Jean Lievins: YouTube (20:17) Seth Godin et al on The Future of Learning & the Death of Rote Education

Education
Jean Lievens
Jean Lievens

The Future of Learning — the Death of Rote Education

Ericsson put together an inspiring 20-minute video promoting its “Networked Society” and “Future of Learning” movements.  It’s worth watching whether or not you work in education because it makes some poignant statements about issues that affect our society as a whole.

Here are 5 quick take-aways:

1) Instead of molding students to fit into the educational system, we should be adapting systems to address the different needs of students.

2) The concept of school used to be synonymous with access to information, now they are no longer the same thing.
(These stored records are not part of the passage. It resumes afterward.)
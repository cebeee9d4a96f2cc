//! Passive failure detection and the health-check probe.
//!
//! The node counts unexpected disconnects in a short sliding window. Too
//! many in too little time means the endpoint is suspect: the monitor probes
//! it with a real connect, demotes the node to health-checking while probes
//! fail, and promotes it back once one succeeds. The threshold tolerates
//! isolated closures without flapping; the probe is a real TCP connect
//! because that is the only authoritative liveness signal.

use std::time::Duration;

use tokio::time::{Instant, MissedTickBehavior};
use tracing::{error, info};

use crate::node::{Node, State};

/// Delay before the first monitor tick.
const MONITOR_INITIAL_DELAY: Duration = Duration::from_secs(1);
/// Fixed delay between monitor ticks.
const MONITOR_INTERVAL: Duration = Duration::from_millis(500);
/// Sliding window over the recent-close log. Must exceed the tick delay.
const CLOSE_WINDOW: Duration = Duration::from_secs(3);
/// Unexpected closes within the window that trigger a probe.
const CLOSE_THRESHOLD: usize = 5;

pub(crate) async fn run_monitor(node: Node) {
    let mut tick =
        tokio::time::interval_at(Instant::now() + MONITOR_INITIAL_DELAY, MONITOR_INTERVAL);
    tick.set_missed_tick_behavior(MissedTickBehavior::Delay);
    loop {
        tick.tick().await;
        let state = node.state();
        if matches!(state, State::ShuttingDown | State::Shutdown) {
            break;
        }

        node.purge_recent_closes(CLOSE_WINDOW);

        let suspect = state == State::Running && node.recent_close_count() >= CLOSE_THRESHOLD;
        if suspect || state == State::HealthChecking {
            check_health(&node).await;
        }
    }
}

/// Probe the endpoint through the same path the dispatcher uses for new
/// connections, outside the permit gate, and close the result immediately.
/// Draining the idle pool on the way doubles as a purge of dead entries.
async fn check_health(node: &Node) {
    match node.do_get_connection().await {
        Ok(conn) => {
            node.close_connection(&conn);
            if node.transition(State::HealthChecking, State::Running) {
                info!(addr = %node.remote_address(), port = node.port(), "node recovered");
            }
        }
        Err(probe_error) => {
            if node.transition(State::Running, State::HealthChecking) {
                error!(addr = %node.remote_address(), port = node.port(),
                       error = %probe_error, "node offline; health checking");
            } else {
                error!(addr = %node.remote_address(), port = node.port(),
                       error = %probe_error, "node failed health check");
            }
        }
    }
}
3) Answers are everywhere, especially online.  So, a teacher’s job is to point growing minds towards the right questions.  We should teach people to solve interesting problems, not to memorize answers to problems we’ve already solved.

4) Nobody takes standardized tests for a living.  Learning should prepare you to cope with life’s surprises, but traditional education prepares you to cope with certainty.  There is no certainty.

5) There is no virtual substitute for universities.  They provide an essential space in which teachers and students learn to solve problems, debate issues, and develop passions together.  However, online learning and technology are not only improving the traditional university experience, they are providing high quality education to those who did not have access to it before.  On a global level.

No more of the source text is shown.